Avery fügte hinzu, "Unsere Studien zeigen, dass 20 Prozent der Inkontinenzpopulation Depressionen haben, und das brauchen wir beide Allgemeinmediziner besser zu verstehen. Inkontinenzkranke zögern oft, Hilfe zu bekommen, aber die Einstellungen ändern sich langsam. Es ist sehr wichtig für sie, sich über ihren Zustand beraten zu lassen. In einigen Fällen kann Harninkontinenz mit einer Operation heilbar sein, und dies ist buchstäblich eine lebensverändernde Operation für viele Frauen. Hausärzte müssen sich darüber im Klaren sein, dass diese Erkrankung, wenn ihre Patientin an Inkontinenz leidet, oft mit einer Depression verbunden ist, die behandelt werden muss, um ihre Lebensqualität zu verbessern. "

" Letztendlich hoffen wir, dass unsere Forschung zur Sensibilisierung beiträgt die Gemeinschaft über die geistigen und körperlichen Probleme, die mit Inkontinenz verbunden sind. Wir wissen, dass es peinlich ist, aber wenn Sie es mit Ihrem Hausarzt besprechen, kann sich Ihr Leben wirklich ändern. " Avery schloss ab.
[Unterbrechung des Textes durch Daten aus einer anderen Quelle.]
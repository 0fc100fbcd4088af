//! Wire formats of the backend OTP endpoints

use chrono::{DateTime, NaiveDateTime, Utc};
use ep_core::{OtpDispatch, VerifyResponse};
use serde::{Deserialize, Serialize};

/// Body of a verify request
#[derive(Debug, Serialize)]
pub struct VerifyRequest<'a> {
    pub otp: &'a str,
}

/// Body of a send or resend response
#[derive(Debug, Deserialize)]
pub struct DispatchBody {
    pub message: String,
    #[serde(default)]
    pub expires_at: Option<String>,
    #[serde(default)]
    pub remaining_resend: Option<i64>,
    #[serde(default)]
    pub next_resend_available: Option<String>,
}

impl DispatchBody {
    /// Convert into the domain value, tolerating odd timestamp formats
    pub fn into_dispatch(self) -> OtpDispatch {
        OtpDispatch {
            message: self.message,
            expires_at: self.expires_at.as_deref().and_then(parse_timestamp),
            // A negative count means nothing is left
            remaining_resend: self
                .remaining_resend
                .map(|remaining| remaining.clamp(0, u32::MAX as i64) as u32),
            next_resend_available: self
                .next_resend_available
                .as_deref()
                .and_then(parse_timestamp),
        }
    }
}

/// Body of a verify response
#[derive(Debug, Default, Deserialize)]
pub struct VerifyBody {
    #[serde(default)]
    pub message: Option<String>,
    #[serde(default)]
    pub success: Option<bool>,
    #[serde(default)]
    pub user: Option<serde_json::Value>,
    #[serde(default)]
    pub data: Option<serde_json::Value>,
}

impl VerifyBody {
    pub fn into_response(self) -> VerifyResponse {
        VerifyResponse {
            message: self.message,
            success: self.success,
            profile: self.user.or(self.data),
        }
    }
}

/// Body of an error response
#[derive(Debug, Default, Deserialize)]
pub struct ErrorBody {
    #[serde(default)]
    pub message: Option<String>,
    #[serde(default)]
    pub error: Option<String>,
}

impl ErrorBody {
    /// First non-blank message the server provided
    pub fn into_message(self) -> Option<String> {
        self.message
            .into_iter()
            .chain(self.error)
            .find(|message| !message.trim().is_empty())
    }
}

/// Parse an RFC 3339 timestamp, or a `YYYY-MM-DD HH:MM:SS` one taken as UTC
pub fn parse_timestamp(raw: &str) -> Option<DateTime<Utc>> {
    let raw = raw.trim();
    if let Ok(parsed) = DateTime::parse_from_rfc3339(raw) {
        return Some(parsed.with_timezone(&Utc));
    }
    match NaiveDateTime::parse_from_str(raw, "%Y-%m-%d %H:%M:%S") {
        Ok(naive) => Some(naive.and_utc()),
        Err(_) => {
            tracing::warn!(timestamp = raw, "Ignoring unparseable timestamp from backend");
            None
        }
    }
}
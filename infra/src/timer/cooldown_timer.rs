//! Background task ticking a flow once per interval

use std::sync::Arc;
use std::time::Duration;

use ep_core::TickTarget;
use tokio::task::JoinHandle;
use tokio::time::{self, Instant, MissedTickBehavior};
use tracing::debug;

/// One second, the unit of the resend cooldown
pub const DEFAULT_TICK_INTERVAL: Duration = Duration::from_secs(1);

/// Handle to a running tick task
///
/// The task stops when the target returns `false` from `tick`, when
/// [`CooldownTimer::cancel`] is called, or when the handle is dropped.
/// No tick is delivered after any of these.
#[derive(Debug)]
pub struct CooldownTimer {
    handle: JoinHandle<()>,
}

impl CooldownTimer {
    /// Start ticking `target` every `period`, first tick one period from now
    ///
    /// Must be called from within a tokio runtime.
    pub fn spawn<T>(target: Arc<T>, period: Duration) -> Self
    where
        T: TickTarget + ?Sized + 'static,
    {
        // Deadlines count from the call, not from the task's first poll
        let first_tick = Instant::now() + period;
        let handle = tokio::spawn(async move {
            let mut interval = time::interval_at(first_tick, period);
            // A stalled runtime must not replay a burst of missed seconds
            interval.set_missed_tick_behavior(MissedTickBehavior::Delay);

            loop {
                interval.tick().await;
                if !target.tick() {
                    debug!("Tick target finished, stopping cooldown timer");
                    break;
                }
            }
        });

        Self { handle }
    }

    /// Stop delivering ticks
    pub fn cancel(&self) {
        self.handle.abort();
    }

    pub fn is_running(&self) -> bool {
        !self.handle.is_finished()
    }
}

impl Drop for CooldownTimer {
    fn drop(&mut self) {
        self.handle.abort();
    }
}
//! Session storage
//!
//! Holds the bearer token issued at login or registration and the
//! pending-resend marker a previous screen may leave behind.

mod file_store;
mod memory_store;

pub use file_store::FileSessionStore;
pub use memory_store::MemorySessionStore;

use ep_core::SessionToken;
use serde::{Deserialize, Deserializer, Serialize};

/// Contents of the persisted session
#[derive(Debug, Clone, Default, PartialEq, Eq, Serialize, Deserialize)]
pub struct SessionData {
    /// A blank stored token reads as no session
    #[serde(default, deserialize_with = "usable_token")]
    pub token: Option<SessionToken>,
    #[serde(default)]
    pub pending_resend: bool,
}

fn usable_token<'de, D>(deserializer: D) -> Result<Option<SessionToken>, D::Error>
where
    D: Deserializer<'de>,
{
    let raw = Option::<String>::deserialize(deserializer)?;
    Ok(raw.and_then(|raw| SessionToken::new(raw).ok()))
}
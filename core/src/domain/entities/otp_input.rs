//! Six-slot OTP input with a single focus cursor.

use ep_shared::validation::{is_otp_digit, OTP_LENGTH};

/// Number of slots in a verification code
pub const CODE_LENGTH: usize = OTP_LENGTH;

/// OTP input assembler
///
/// Owns one optional digit per slot and the index of the slot that currently
/// has keyboard focus. Rendering layers read `digits()` and
/// `focused_index()`; they never hold references into the slots.
#[derive(Debug, Clone, Default, PartialEq, Eq)]
pub struct OtpInput {
    slots: [Option<char>; CODE_LENGTH],
    focused: usize,
}

impl OtpInput {
    /// Create an empty input focused on the first slot
    pub fn new() -> Self {
        Self::default()
    }

    /// Store a digit (or clear a slot with an empty value)
    ///
    /// A non-empty value moves focus to the next slot unless `index` is the
    /// last one. Out-of-range indexes and values that are not a single ASCII
    /// digit are ignored.
    ///
    /// # Returns
    ///
    /// `true` if the slot was written
    pub fn set_digit(&mut self, index: usize, value: &str) -> bool {
        if index >= CODE_LENGTH {
            return false;
        }

        let digit = if value.is_empty() {
            None
        } else if is_otp_digit(value) {
            value.chars().next()
        } else {
            return false;
        };

        self.slots[index] = digit;
        if digit.is_some() && index < CODE_LENGTH - 1 {
            self.focused = index + 1;
        }
        true
    }

    /// React to a backspace key press in slot `index`
    ///
    /// When the slot is already empty focus retreats one slot so the user can
    /// keep deleting backwards. Digit values are not touched here; the
    /// platform text field has already removed the character it held.
    ///
    /// # Returns
    ///
    /// `true` if focus moved
    pub fn handle_backspace(&mut self, index: usize) -> bool {
        if index == 0 || index >= CODE_LENGTH || self.slots[index].is_some() {
            return false;
        }
        self.focused = index - 1;
        true
    }

    /// Concatenate the slots in order
    pub fn assembled_code(&self) -> String {
        self.slots.iter().flatten().collect()
    }

    /// Whether every slot holds a digit
    pub fn is_complete(&self) -> bool {
        self.slots.iter().all(Option::is_some)
    }

    /// Number of slots holding a digit
    pub fn filled_count(&self) -> usize {
        self.slots.iter().filter(|slot| slot.is_some()).count()
    }

    /// Index of the slot that has focus
    pub fn focused_index(&self) -> usize {
        self.focused
    }

    /// Copy of the slots for rendering
    pub fn digits(&self) -> [Option<char>; CODE_LENGTH] {
        self.slots
    }
}
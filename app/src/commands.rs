//! Line commands understood by the terminal client

use std::str::FromStr;

use ep_core::CODE_LENGTH;
use thiserror::Error;

/// One user action on the OTP screen
#[derive(Debug, Clone, PartialEq, Eq)]
pub enum Command {
    /// Type a whole code at once, one digit per slot
    Code(String),
    /// Type `value` into slot `index`
    Digit { index: usize, value: String },
    /// Backspace in slot `index`
    Backspace { index: usize },
    Resend,
    Verify,
    Status,
    Help,
    Quit,
}

#[derive(Debug, Error, PartialEq, Eq)]
pub enum CommandError {
    #[error("empty command")]
    Empty,

    #[error("unknown command `{0}`, type `help` for the list")]
    Unknown(String),

    #[error("usage: {0}")]
    Usage(&'static str),

    #[error("slot must be between 0 and {max}, got {got}")]
    SlotOutOfRange { got: usize, max: usize },
}

impl FromStr for Command {
    type Err = CommandError;

    fn from_str(line: &str) -> Result<Self, Self::Err> {
        let mut parts = line.split_whitespace();
        let head = parts.next().ok_or(CommandError::Empty)?;
        let args: Vec<&str> = parts.collect();

        if head.chars().all(|c| c.is_ascii_digit()) && args.is_empty() {
            return if head.len() == CODE_LENGTH {
                Ok(Command::Code(head.to_string()))
            } else {
                Err(CommandError::Usage("a code has exactly 6 digits"))
            };
        }

        match (head.to_lowercase().as_str(), args.as_slice()) {
            ("d" | "digit", [index, value]) => Ok(Command::Digit {
                index: parse_slot(index, "d <slot> <digit>")?,
                value: value.to_string(),
            }),
            ("d" | "digit", _) => Err(CommandError::Usage("d <slot> <digit>")),
            ("back" | "b", [index]) => Ok(Command::Backspace {
                index: parse_slot(index, "back <slot>")?,
            }),
            ("back" | "b", _) => Err(CommandError::Usage("back <slot>")),
            ("resend" | "r", []) => Ok(Command::Resend),
            ("verify" | "v", []) => Ok(Command::Verify),
            ("status" | "s", []) => Ok(Command::Status),
            ("help" | "h" | "?", []) => Ok(Command::Help),
            ("quit" | "q" | "exit", []) => Ok(Command::Quit),
            _ => Err(CommandError::Unknown(line.trim().to_string())),
        }
    }
}

fn parse_slot(raw: &str, usage: &'static str) -> Result<usize, CommandError> {
    let index: usize = raw.parse().map_err(|_| CommandError::Usage(usage))?;
    if index >= CODE_LENGTH {
        return Err(CommandError::SlotOutOfRange {
            got: index,
            max: CODE_LENGTH - 1,
        });
    }
    Ok(index)
}

pub const HELP: &str = "\
Commands:
  <6 digits>      enter the whole code
  d <slot> <v>    type v into slot 0-5
  back <slot>     backspace in slot 0-5
  resend          request a new code
  verify          submit the code
  status          show the current state
  quit            leave without verifying";
//! Unit tests for resend throttling inside the verification flow

use std::sync::Arc;

use crate::domain::entities::resend_throttle::ThrottleState;
use crate::errors::{ApiFailure, OtpError, ResendRefusal};
use crate::services::verification::TickTarget;

use super::mocks::{build_flow, elapse, sent, ApiCall, MockOtpApi, MockSessionStore};

#[tokio::test]
async fn test_cooldown_counts_down_to_zero() {
    let api = Arc::new(MockOtpApi::new());
    let store = Arc::new(MockSessionStore::new(false));

    let flow = build_flow(api, store);
    flow.start().await.unwrap();

    for expected in (0..30).rev() {
        assert!(flow.tick());
        assert_eq!(flow.snapshot().cooldown, expected);
    }

    elapse(&flow, 5);
    let snapshot = flow.snapshot();
    assert_eq!(snapshot.cooldown, 0);
    assert_eq!(snapshot.throttle_state, ThrottleState::Idle);
    assert!(snapshot.resend_enabled());
}

#[tokio::test]
async fn test_resend_refused_during_cooldown_without_network_call() {
    let api = Arc::new(MockOtpApi::new());
    let store = Arc::new(MockSessionStore::new(false));

    let flow = build_flow(api.clone(), store);
    flow.start().await.unwrap();
    elapse(&flow, 29);

    let error = flow.resend().await.unwrap_err();
    assert_eq!(
        error,
        OtpError::ResendRefused(ResendRefusal::CoolingDown { seconds_left: 1 })
    );
    assert_eq!(
        flow.snapshot().last_notice.as_deref(),
        Some("Tunggu 1 detik sebelum meminta kode baru")
    );
    assert_eq!(api.calls(), vec![ApiCall::Send]);
}

#[tokio::test]
async fn test_resend_after_cooldown_mirrors_server_budget() {
    let api = Arc::new(MockOtpApi::new());
    let store = Arc::new(MockSessionStore::new(false));
    api.push_dispatch(Ok(sent("Kode OTP telah dikirim", Some(3))));
    api.push_dispatch(Ok(sent("Kode OTP baru telah dikirim", Some(2))));

    let flow = build_flow(api.clone(), store.clone());
    flow.start().await.unwrap();
    elapse(&flow, 30);

    let dispatch = flow.resend().await.unwrap();
    assert_eq!(dispatch.remaining_resend, Some(2));

    let snapshot = flow.snapshot();
    assert_eq!(snapshot.resend_budget, 2);
    assert_eq!(snapshot.cooldown, 30);
    assert_eq!(snapshot.throttle_state, ThrottleState::CoolingDown);
    assert_eq!(api.calls(), vec![ApiCall::Send, ApiCall::Resend]);
    // No marker was set, so nothing is written
    assert!(store.pending_writes.lock().unwrap().is_empty());
}

#[tokio::test]
async fn test_budget_is_never_decremented_locally() {
    let api = Arc::new(MockOtpApi::new());
    let store = Arc::new(MockSessionStore::new(false));
    api.push_dispatch(Ok(sent("sent", Some(3))));
    api.push_dispatch(Ok(sent("sent again", None)));

    let flow = build_flow(api, store);
    flow.start().await.unwrap();
    elapse(&flow, 30);
    flow.resend().await.unwrap();

    assert_eq!(flow.snapshot().resend_budget, 3);
}

#[tokio::test]
async fn test_exhausted_budget_refuses_resend_regardless_of_order() {
    let api = Arc::new(MockOtpApi::new());
    let store = Arc::new(MockSessionStore::new(false));
    api.push_dispatch(Ok(sent("sent", Some(1))));
    api.push_dispatch(Ok(sent("last one", Some(0))));

    let flow = build_flow(api.clone(), store);
    flow.start().await.unwrap();
    elapse(&flow, 30);
    flow.resend().await.unwrap();

    // Refused while cooling down and after the cooldown has ended
    assert_eq!(
        flow.resend().await,
        Err(OtpError::ResendRefused(ResendRefusal::Exhausted))
    );
    elapse(&flow, 45);
    assert_eq!(
        flow.resend().await,
        Err(OtpError::ResendRefused(ResendRefusal::Exhausted))
    );
    assert_eq!(flow.snapshot().throttle_state, ThrottleState::Exhausted);
    assert!(!flow.snapshot().resend_enabled());
    assert_eq!(api.count(&ApiCall::Resend), 1);
}

#[tokio::test]
async fn test_failed_resend_leaves_throttle_untouched() {
    let api = Arc::new(MockOtpApi::new());
    let store = Arc::new(MockSessionStore::new(false));
    api.push_dispatch(Ok(sent("sent", Some(2))));
    api.push_dispatch(Err(ApiFailure::Rejected {
        status: 429,
        message: Some("Tunggu sebelum meminta kode baru".to_string()),
    }));

    let flow = build_flow(api.clone(), store);
    flow.start().await.unwrap();
    elapse(&flow, 30);

    let error = flow.resend().await.unwrap_err();
    assert_eq!(error.to_string(), "Tunggu sebelum meminta kode baru");

    let snapshot = flow.snapshot();
    assert_eq!(snapshot.cooldown, 0);
    assert_eq!(snapshot.resend_budget, 2);
    assert_eq!(snapshot.throttle_state, ThrottleState::Idle);
    assert!(!snapshot.dispatching);

    // The user may try again straight away; the failure was not retried automatically
    assert_eq!(api.count(&ApiCall::Resend), 1);
    flow.resend().await.unwrap();
    assert_eq!(api.count(&ApiCall::Resend), 2);
}

#[tokio::test]
async fn test_resend_clears_marker_left_by_failed_start() {
    let api = Arc::new(MockOtpApi::new());
    let store = Arc::new(MockSessionStore::new(true));
    api.push_dispatch(Err(ApiFailure::Transport("offline".to_string())));
    api.push_dispatch(Ok(sent("Kode OTP baru telah dikirim", Some(1))));

    let flow = build_flow(api.clone(), store.clone());
    assert!(flow.start().await.is_err());
    assert!(store.is_pending());

    flow.resend().await.unwrap();
    assert!(!store.is_pending());
    assert_eq!(*store.pending_writes.lock().unwrap(), vec![false]);
    assert_eq!(api.calls(), vec![ApiCall::Resend, ApiCall::Resend]);
}

#[tokio::test]
async fn test_resend_before_start_is_refused() {
    let api = Arc::new(MockOtpApi::new());
    let store = Arc::new(MockSessionStore::new(false));

    let flow = build_flow(api.clone(), store);
    assert_eq!(flow.resend().await, Err(OtpError::NotStarted));
    assert!(api.calls().is_empty());
}

#[tokio::test]
async fn test_tick_target_stops_after_teardown() {
    let api = Arc::new(MockOtpApi::new());
    let store = Arc::new(MockSessionStore::new(false));

    let flow = Arc::new(build_flow(api, store));
    flow.start().await.unwrap();

    let target: Arc<dyn TickTarget> = flow.clone();
    assert!(target.tick());
    assert_eq!(flow.snapshot().cooldown, 29);

    flow.teardown();
    assert!(!target.tick());
    assert_eq!(flow.snapshot().cooldown, 29);
}
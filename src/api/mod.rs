use axum::{
    Router,
    extract::{Json, Query},
    http::{StatusCode, header},
    response::{IntoResponse, Response},
    routing::get,
};
use clap::{Args, Parser, Subcommand};
use serde::{Deserialize, Serialize};
use std::collections::BTreeMap;
use std::net::SocketAddr;
use std::path::{Path, PathBuf};
use tokio::net::TcpListener;

use crate::core::{
    Assumptions, ModelError, MonthRecord, MonthlyUnitEconomics, YearSummary, aggregate,
    break_even_month, monthly_unit_economics, simulate,
};

const DEFAULT_HORIZON_MONTHS: u32 = 36;

#[derive(Parser, Debug)]
#[command(
    name = "growth-model",
    about = "Monthly growth, revenue and cash projection for a subscription business"
)]
pub struct Cli {
    #[command(subcommand)]
    pub command: Command,
}

#[derive(Subcommand, Debug)]
pub enum Command {
    /// Serve the projection API over HTTP.
    Serve {
        #[arg(long, default_value_t = 8080)]
        port: u16,
    },
    /// Run one projection and print it as JSON.
    Project(ProjectArgs),
    /// Print the default assumptions as JSON.
    Defaults,
}

#[derive(Args, Debug)]
pub struct ProjectArgs {
    #[arg(long, conflicts_with = "years", help = "Horizon in months (default 36)")]
    months: Option<u32>,
    #[arg(long, help = "Horizon in years; shorthand for --months N*12")]
    years: Option<u32>,
    #[arg(long, help = "JSON file mapping assumption names to numbers")]
    assumptions: Option<PathBuf>,
    #[arg(
        long = "set",
        value_name = "KEY=VALUE",
        value_parser = parse_key_value,
        help = "Override one assumption; may be repeated"
    )]
    overrides: Vec<(String, f64)>,
    #[arg(long, default_value_t = false)]
    pretty: bool,
}

#[derive(Debug, Default, Deserialize)]
#[serde(default, rename_all = "camelCase")]
struct ProjectPayload {
    horizon_months: Option<u32>,
    years: Option<u32>,
    assumptions: BTreeMap<String, f64>,
}

#[derive(Debug)]
struct ProjectionRequest {
    assumptions: Assumptions,
    horizon_months: u32,
    ignored_keys: Vec<String>,
}

#[derive(Debug, Serialize)]
#[serde(rename_all = "camelCase")]
struct ProjectionResponse {
    horizon_months: u32,
    assumptions: BTreeMap<String, f64>,
    ignored_keys: Vec<String>,
    break_even_month: Option<u32>,
    months: Vec<MonthRecord>,
    unit_economics: Vec<MonthlyUnitEconomics>,
    years: Vec<YearSummary>,
}

#[derive(Debug, Serialize)]
struct ErrorResponse {
    error: String,
}

pub async fn run_cli(cli: Cli) -> Result<(), String> {
    match cli.command {
        Command::Serve { port } => run_http_server(port)
            .await
            .map_err(|e| format!("Server error: {e}")),
        Command::Project(args) => {
            let pretty = args.pretty;
            let request = request_from_args(args)?;
            let response = run_projection(request).map_err(|e| e.to_string())?;
            print_json(&response, pretty)
        }
        Command::Defaults => print_json(&Assumptions::default().to_map(), true),
    }
}

fn print_json<T: Serialize>(value: &T, pretty: bool) -> Result<(), String> {
    let json = if pretty {
        serde_json::to_string_pretty(value)
    } else {
        serde_json::to_string(value)
    }
    .map_err(|e| format!("Failed to serialize output: {e}"))?;
    println!("{json}");
    Ok(())
}

fn parse_key_value(raw: &str) -> Result<(String, f64), String> {
    let (key, value) = raw
        .split_once('=')
        .ok_or_else(|| format!("expected KEY=VALUE, got `{raw}`"))?;
    let key = key.trim();
    if key.is_empty() {
        return Err(format!("missing key in `{raw}`"));
    }
    let value = value
        .trim()
        .parse::<f64>()
        .map_err(|_| format!("invalid number for {key}: `{}`", value.trim()))?;
    Ok((key.to_string(), value))
}

fn load_assumption_file(path: &Path) -> Result<BTreeMap<String, f64>, String> {
    let text = std::fs::read_to_string(path)
        .map_err(|e| format!("Failed to read {}: {e}", path.display()))?;
    serde_json::from_str(&text)
        .map_err(|e| format!("Invalid assumptions JSON in {}: {e}", path.display()))
}

fn request_from_args(args: ProjectArgs) -> Result<ProjectionRequest, String> {
    let mut values = match &args.assumptions {
        Some(path) => load_assumption_file(path)?,
        None => BTreeMap::new(),
    };
    for (key, value) in args.overrides {
        values.insert(key, value);
    }
    build_request(ProjectPayload {
        horizon_months: args.months,
        years: args.years,
        assumptions: values,
    })
}

fn resolve_horizon(horizon_months: Option<u32>, years: Option<u32>) -> Result<u32, String> {
    match (horizon_months, years) {
        (Some(_), Some(_)) => Err("give either horizonMonths or years, not both".to_string()),
        (Some(months), None) => Ok(months),
        (None, Some(years)) => years
            .checked_mul(12)
            .ok_or_else(|| format!("years {years} is too large")),
        (None, None) => Ok(DEFAULT_HORIZON_MONTHS),
    }
}

fn build_request(payload: ProjectPayload) -> Result<ProjectionRequest, String> {
    let horizon_months = resolve_horizon(payload.horizon_months, payload.years)?;
    let (assumptions, ignored_keys) = Assumptions::from_map(&payload.assumptions);

    for key in &ignored_keys {
        if Assumptions::is_deprecated_key(key) {
            log::warn!("assumption {key} is derived by the model; supplied value ignored");
        } else {
            log::warn!("unknown assumption {key} ignored");
        }
    }

    Ok(ProjectionRequest {
        assumptions,
        horizon_months,
        ignored_keys,
    })
}

fn run_projection(request: ProjectionRequest) -> Result<ProjectionResponse, ModelError> {
    let months = simulate(&request.assumptions, request.horizon_months)?;
    let years = aggregate(&months)?;
    let break_even = break_even_month(&months);
    log::info!(
        "projected {} months ({} years), break-even month {:?}",
        months.len(),
        years.len(),
        break_even
    );

    Ok(ProjectionResponse {
        horizon_months: request.horizon_months,
        assumptions: request.assumptions.to_map(),
        ignored_keys: request.ignored_keys,
        break_even_month: break_even,
        unit_economics: monthly_unit_economics(&months),
        months,
        years,
    })
}

pub fn build_router() -> Router {
    Router::new()
        .route("/api/defaults", get(defaults_handler))
        .route(
            "/api/project",
            get(project_get_handler).post(project_post_handler),
        )
        .fallback(not_found_handler)
}

pub async fn run_http_server(port: u16) -> std::io::Result<()> {
    let addr = SocketAddr::from(([0, 0, 0, 0], port));
    let listener = TcpListener::bind(addr).await?;
    log::info!("projection API listening on http://{addr}");
    log::info!("local access: http://127.0.0.1:{port}/api/defaults");

    axum::serve(listener, build_router()).await
}

async fn defaults_handler() -> Response {
    json_response(StatusCode::OK, Assumptions::default().to_map())
}

async fn not_found_handler() -> Response {
    error_response(StatusCode::NOT_FOUND, "Not found")
}

async fn project_get_handler(Query(query): Query<BTreeMap<String, String>>) -> Response {
    match payload_from_query(query) {
        Ok(payload) => project_handler_impl(payload),
        Err(msg) => reject(&msg),
    }
}

async fn project_post_handler(Json(payload): Json<ProjectPayload>) -> Response {
    project_handler_impl(payload)
}

fn project_handler_impl(payload: ProjectPayload) -> Response {
    let request = match build_request(payload) {
        Ok(request) => request,
        Err(msg) => return reject(&msg),
    };
    match run_projection(request) {
        Ok(response) => json_response(StatusCode::OK, response),
        Err(err) => reject(&err.to_string()),
    }
}

fn reject(msg: &str) -> Response {
    log::warn!("rejected projection request: {msg}");
    error_response(StatusCode::BAD_REQUEST, msg)
}

/// Query strings carry the horizon and any assumption as flat parameters,
/// e.g. `?horizonMonths=24&ARPU=30`.
fn payload_from_query(query: BTreeMap<String, String>) -> Result<ProjectPayload, String> {
    let mut payload = ProjectPayload::default();
    for (key, raw) in query {
        match key.as_str() {
            "horizonMonths" => {
                payload.horizon_months = Some(
                    raw.parse()
                        .map_err(|_| format!("invalid horizonMonths: `{raw}`"))?,
                );
            }
            "years" => {
                payload.years = Some(raw.parse().map_err(|_| format!("invalid years: `{raw}`"))?);
            }
            _ => {
                let value = raw
                    .parse::<f64>()
                    .map_err(|_| format!("invalid number for {key}: `{raw}`"))?;
                payload.assumptions.insert(key, value);
            }
        }
    }
    Ok(payload)
}

fn json_response<T: Serialize>(status: StatusCode, body: T) -> Response {
    let mut response = (status, Json(body)).into_response();
    response.headers_mut().insert(
        header::CACHE_CONTROL,
        header::HeaderValue::from_static("no-store"),
    );
    response
}

fn error_response(status: StatusCode, msg: &str) -> Response {
    json_response(
        status,
        ErrorResponse {
            error: msg.to_string(),
        },
    )
}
Frauen mit Harninkontinenz entwickeln fast doppelt so häufig eine postpartale Depression: Frühere Studie

Bei Frauen mit Harninkontinenz ist die Wahrscheinlichkeit einer postpartalen Depression fast doppelt so hoch wie bei Frauen ohne diese Erkrankung. Die vorherige Studie wurde von Forschern der McMaster University in Kanada durchgeführt. Die Forscher bewerteten fast 1.900 neue Mütter. Ein Drittel der Patienten erhielt eine C-Sektion.

Fast acht Prozent der Teilnehmer entwickelten sechs Wochen nach der Entlassung eine postpartale Depression. Die fünf stärksten Prädiktoren der postpartalen Depression sind jünger als 25 Jahre und werden wieder aufgenommen ins Krankenhaus, nicht initiierendes Stillen, gute, gerechte oder schlechte postpartale Gesundheit und Harninkontinenz oder unfreiwilliges Urinieren.

Die leitende Forscherin Wendy Sword sagte:, "Wir waren überrascht, dass Harninkontinenz ein Risikofaktor für postpartale Depression. Harninkontinenz nach der Geburt hat als Faktor, der zur postpartalen Depression beiträgt, wenig Beachtung gefunden, und wir wissen noch nicht genau, warum Inkontinenz mit Depression zusammenhängt. "

Sword betont, dass es wichtig ist, mit Ihrem Arzt über Inkontinenz zu sprechen Behandlungsmöglichkeiten zur Linderung der Beschwerden.